Miguel Ángel Dionisio

El torreón de San Martín

Miguel Ángel Dionisio


En las riberas del Tíber

29/06/2022

Cada vez que regreso a Roma, suelo dar largos paseos junto al Tíber. Los murallones construidos, tras convertirse en la capital de la Italia unificada, para evitar las frecuentes inundaciones que la afectaban, crearon, a ambos lados del río, amplios paseos, el Lungotevere, que, en las cálidas y suaves tardes del otoño, o en las tórridas y húmedas noches del verano, invitan a caminar, hacer deporte, sentarse a leer o simplemente a contemplar el fluir del agua. En estos días estivales, además, se llenan de terrazas, de tenderetes de todo tipo, de atracciones, generando, al caer la tarde, un ir y venir continuo de gente, tanto romanos como turistas, en alegre y vital algarabía.
Me gusta caminar, solitario, por esas riberas en las que la tradición sitúa la leyenda de Rómulo y Remo, sumido en mis pensamientos, contemplando a lo lejos la mole inmensa de la cúpula de San Pedro, o las bandas de estorninos que, con sus caprichosas danzas, cubren el cielo romano al atardecer. Con frecuencia me siento en el extremo de la isla Tiberina a leer o a escribir, a sentir el rumor de las aguas cuando se precipitan entre las piedras, borboteando en blanca espuma que evoca la barba del Pater Tiberinus, divinización de ese caudal sin el que la Urbe no hubiese existido.
Ese rumor de las aguas me llena, mientras escribo esta columna, de nostalgia y de tristeza, porque es un rumor del que los toledanos no podemos disfrutar en las riberas de nuestro moribundo Tajo. No hay mayor contraste que el de asomarse desde el Ponte Sisto o el de Sant´Angelo a hacerlo desde el puente de Alcántara o el de San Martín.
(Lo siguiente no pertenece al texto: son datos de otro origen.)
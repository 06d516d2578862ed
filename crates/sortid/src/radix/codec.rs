use super::{Alphabet, BASE58, BASE62};
use crate::{Error, Result};

/// Encodes big-endian `bytes` as a string over `alphabet`.
///
/// Each leading zero byte becomes one zero symbol; the remaining bytes are
/// converted as a single base-256 integer by repeated long division by the
/// radix. The division runs in place on a copy of the digits and drops leading
/// zero quotient digits as it goes, so each pass is `O(n)` and the whole
/// conversion `O(n²)` in the payload length.
///
/// An empty input encodes to an empty string.
///
/// # Example
///
/// ```
/// use sortid::radix::{self, BASE62};
///
/// assert_eq!(radix::encode(&[], &BASE62), "");
/// assert_eq!(radix::encode(&[0, 0, 0], &BASE62), "000");
/// assert_eq!(radix::encode(&[0xFF; 20], &BASE62), "aWgEPTl1tmebfsQzFP4bxwgy80V");
/// ```
#[must_use]
pub fn encode(bytes: &[u8], alphabet: &Alphabet) -> String {
    let zeros = bytes.iter().take_while(|&&b| b == 0).count();
    let base = alphabet.len() as u32;

    let mut digits = bytes[zeros..].to_vec();
    let mut len = digits.len();
    // Least-significant symbol first.
    let mut reversed = Vec::with_capacity(len * 2);

    while len > 0 {
        let mut remainder = 0_u32;
        let mut quotient_len = 0;
        for i in 0..len {
            let acc = (remainder << 8) | u32::from(digits[i]);
            let q = acc / base;
            remainder = acc % base;
            // `quotient_len <= i`, so writing behind the read cursor is safe.
            if q != 0 || quotient_len != 0 {
                digits[quotient_len] = q as u8;
                quotient_len += 1;
            }
        }
        reversed.push(alphabet.symbol(remainder as usize));
        len = quotient_len;
    }

    let mut out = String::with_capacity(zeros + reversed.len());
    out.extend(core::iter::repeat_n(char::from(alphabet.zero()), zeros));
    out.extend(reversed.iter().rev().map(|&b| char::from(b)));
    out
}

/// Encodes `bytes` and left-pads the result with the zero symbol to `width`.
///
/// Padding with the zero symbol does not change the encoded value, so the
/// output still decodes to the same integer. Output longer than `width` is
/// returned unchanged.
#[must_use]
pub fn encode_padded(bytes: &[u8], alphabet: &Alphabet, width: usize) -> String {
    let encoded = encode(bytes, alphabet);
    if encoded.len() >= width {
        return encoded;
    }
    let mut out = String::with_capacity(width);
    out.extend(core::iter::repeat_n(
        char::from(alphabet.zero()),
        width - encoded.len(),
    ));
    out.push_str(&encoded);
    out
}

/// Decodes a string produced by [`encode`] back into the exact original bytes.
///
/// Each leading zero symbol becomes one zero byte; the remaining symbols are
/// folded into a base-256 digit array by long multiplication.
///
/// # Errors
///
/// Returns [`Error::InvalidSymbol`] for any byte of `text` not in `alphabet`.
///
/// # Example
///
/// ```
/// use sortid::radix::{self, CROCKFORD32};
///
/// let bytes = [0x00, 0x12, 0x34];
/// let text = radix::encode(&bytes, &CROCKFORD32);
/// assert_eq!(radix::decode(&text, &CROCKFORD32).unwrap(), bytes);
/// assert!(radix::decode("0U", &CROCKFORD32).is_err());
/// ```
pub fn decode(text: &str, alphabet: &Alphabet) -> Result<Vec<u8>> {
    let input = text.as_bytes();
    let zero = alphabet.zero();
    let zeros = input.iter().take_while(|&&b| b == zero).count();

    let mut out = vec![0_u8; zeros];
    out.extend(decode_value(input, zeros, alphabet)?);
    Ok(out)
}

/// Decodes a left-padded, fixed-width string into `out`, right-aligned.
///
/// Unlike [`decode`], leading zero symbols carry no width information here:
/// the text is read purely as a number and written into `out` as a big-endian
/// integer of `out.len()` bytes. This is the inverse of [`encode_padded`].
///
/// # Errors
///
/// - [`Error::InvalidSymbol`] for a byte not in `alphabet`.
/// - [`Error::Overflow`] if the value needs more than `out.len()` bytes.
///
/// # Example
///
/// ```
/// use sortid::radix::{self, BASE62};
///
/// let mut out = [0xAA; 4];
/// radix::decode_into("00048", &BASE62, &mut out).unwrap();
/// assert_eq!(out, [0, 0, 1, 0]);
/// ```
pub fn decode_into(text: &str, alphabet: &Alphabet, out: &mut [u8]) -> Result<()> {
    let input = text.as_bytes();
    let zero = alphabet.zero();
    let zeros = input.iter().take_while(|&&b| b == zero).count();

    let value = decode_value(input, zeros, alphabet)?;
    if value.len() > out.len() {
        return Err(Error::Overflow);
    }
    let pad = out.len() - value.len();
    out[..pad].fill(0);
    out[pad..].copy_from_slice(&value);
    Ok(())
}

/// Folds `input[start..]` into big-endian bytes without leading zero bytes.
fn decode_value(input: &[u8], start: usize, alphabet: &Alphabet) -> Result<Vec<u8>> {
    let base = alphabet.len() as u32;
    // Little-endian while accumulating so carries append instead of insert.
    let mut le: Vec<u8> = Vec::with_capacity(input.len());

    for (index, &byte) in input.iter().enumerate().skip(start) {
        let digit = alphabet
            .value_of(byte)
            .ok_or(Error::InvalidSymbol { byte, index })?;
        let mut carry = u32::from(digit);
        for b in &mut le {
            let acc = u32::from(*b) * base + carry;
            *b = (acc & 0xFF) as u8;
            carry = acc >> 8;
        }
        while carry > 0 {
            le.push((carry & 0xFF) as u8);
            carry >>= 8;
        }
    }

    le.reverse();
    Ok(le)
}

/// Base-58 short form of any fixed-layout binary identifier.
#[must_use]
pub fn encode_base58(bytes: &[u8]) -> String {
    encode(bytes, &BASE58)
}

/// Base-62 short form of any fixed-layout binary identifier.
#[must_use]
pub fn encode_base62(bytes: &[u8]) -> String {
    encode(bytes, &BASE62)
}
Uno es un río vivo, que genera vida, alegría, fiesta, cultura, a su alrededor. El otro, un cauce exangüe, sin fuerza, teñido del marrón de las nobles heces de la Villa y Corte, cubierto con las espumas letales de toda la basura que nos arroja el Jarama, cuando la fuerza del río, que en las tierras del norte de Guadalajara es impetuosa y juvenil, ha sido desviada a tierras del levante para mantener una agricultura y un modelo turístico que roza lo insostenible en lo ecológico, y lo inmoral en lo ético.
No se trata de que anhelemos recrear imposibles escenarios de églogas garcilasianas, habitados por ninfas, con un río cristalino que permita contemplar sus áureas vetas. Es algo tan simple, pero tan necesario y urgente, como que Toledo recupere su río, y que este vuelva a abrazar la peñascosa pesadumbre con su espumante, por viva, caricia. Un río que, en evocación bíblica, bulla de seres vivientes y no de muerte.
Han pasado cincuenta años desde que se prohibiera el baño en el Tajo. Es responsabilidad de toda la ciudadanía que no tengan que pasar otros cincuenta para que el Tajo resucite.
Sueño, junto al Tíber, con un Tajo vivo.